In order to adequately represent the intuitive notion of stored mathematical work, it is necessary that depth obey a “slow growth” law, i.e. that fast deterministic processes be unable to transform a shallow object into a deep one, and that fast probabilistic processes be able to do so only with low probability.

(Slow Growth Law): Given any data string x and two significance parameters s2 > s1, a random program generated by coin tossing has probability less than 2−(s2−s1)+O(1) of transforming x into an excessively deep output, i.e. one whose s2-significant depth exceeds the s1-significant depth of x plus the run time of the transforming program plus O(1). More precisely, there exist positive constants c1, c2 such that for all strings x, and all pairs of significance parameters s2 > s1, the prefix set {q : Ds2(U(q, x)) > Ds1(x) + T(q, x) + c1} has measure less than 2−(s2−s1)+c2.

Proof: Let p be a s1-incompressible program which computes x in time Ds1(x), and let r be the restart prefix mentioned in the definition of the U machine. Let Q be the prefix set {q : Ds2(U(q, x)) > T(q, x) + Ds1(x) + c1}, where the constant c1 is sufficient to cover the time overhead of concatenation. For all q ∈ Q, the program rpq by definition computes some deep result U(q, x) in less time than that result’s own s2-significant depth, and so rpq must be compressible by s2 bits. The sum of the algorithmic probabilities of strings of the form rpq, where q ∈ Q, is therefore

Σq∈Q P(rpq)< Σq∈Q 2−|rpq| + s2 = 2−|r|−|p|+s2 μ(Q)

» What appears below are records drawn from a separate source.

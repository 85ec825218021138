use crate::{CurationError, Result};
use depwarden_graph::ComponentId;
use depwarden_protocol::Technology;

/// A graph node translated into what the repository serves for it.
#[derive(Debug, Clone, PartialEq, Eq)]
pub struct PackageRef {
    /// Display name, npm scope included (`@scope/pkg`).
    pub name: String,
    pub version: String,
    pub url: String,
}

/// Builds download urls for one technology against one repository.
#[derive(Debug, Clone)]
pub struct Locator {
    technology: Technology,
    artifactory_url: String,
    repo: String,
}

impl Locator {
    pub fn new(technology: Technology, artifactory_url: &str, repo: &str) -> Self {
        Self {
            technology,
            artifactory_url: artifactory_url.trim_end_matches('/').to_string(),
            repo: repo.trim_matches('/').to_string(),
        }
    }

    pub fn technology(&self) -> Technology {
        self.technology
    }

    pub fn locate(&self, id: &str) -> Result<PackageRef> {
        let parsed = ComponentId::parse(id).map_err(|_| CurationError::InvalidId(id.to_string()))?;
        let version = parsed.version_or_empty().to_string();
        let (rt, repo) = (&self.artifactory_url, &self.repo);
        let url = match self.technology {
            Technology::Npm | Technology::Yarn => {
                let file = parsed.unscoped_name();
                format!("{rt}/api/npm/{repo}/{}/-/{file}-{version}.tgz", parsed.name)
            }
            Technology::Maven | Technology::Gradle => {
                let (group, artifact) = parsed
                    .group_artifact()
                    .ok_or_else(|| CurationError::InvalidId(id.to_string()))?;
                format!(
                    "{rt}/{repo}/{}/{artifact}/{version}/{artifact}-{version}.jar",
                    group.replace('.', "/")
                )
            }
            Technology::Go => format!("{rt}/api/go/{repo}/{}/@v/{version}.zip", parsed.name),
            Technology::Pip | Technology::Pipenv | Technology::Poetry => format!(
                "{rt}/api/pypi/{repo}/packages/{name}/{version}/{name}-{version}.tar.gz",
                name = parsed.name
            ),
            Technology::Nuget => {
                format!("{rt}/api/nuget/{repo}/Download/{}/{version}", parsed.name)
            }
            Technology::Docker => return Err(CurationError::Unsupported(Technology::Docker)),
        };
        Ok(PackageRef {
            name: parsed.name,
            version,
            url,
        })
    }
}
use std::path::PathBuf;
use thiserror::Error;

pub type Result<T> = std::result::Result<T, LockError>;

#[derive(Error, Debug)]
pub enum LockError {
    #[error("lock hasn't been acquired: {dir} still held by another process after {attempts} attempts")]
    Unavailable { dir: PathBuf, attempts: u32 },

    #[error("invalid lock token '{name}': {reason}")]
    InvalidToken { name: String, reason: String },

    #[error("lock token {0} was removed while waiting for the lock")]
    TokenLost(PathBuf),

    #[error("IO error: {0}")]
    IoError(#[from] std::io::Error),

    #[error("{0}")]
    Other(String),
}

impl LockError {
    pub(crate) fn invalid_token(name: &str, reason: impl Into<String>) -> Self {
        Self::InvalidToken {
            name: name.to_string(),
            reason: reason.into(),
        }
    }
}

On the other hand, since the self-delimiting program p can be recovered from any string of the form rpq (by deleting r and executing the remainder pq until halting occurs, by which time exactly p will have been read), the algorithmic probability of p is at least as great (within a constant factor) as the sum of the algorithmic probabilities of the strings {rpq : q ∈ Q} considered above:

P(p) > μ(Q) · 2−|r|−|p|+s2−O(1)

Recalling the fact that minimal program size is equal within a constant factor to the −log of algorithmic probability, and the s1-incompressibility of p, we have P(p) < 2−(|p|−s1+O(1)), and therefore finally

μ(Q) < 2−(s2−s1)+O(1), which was to be demonstrated.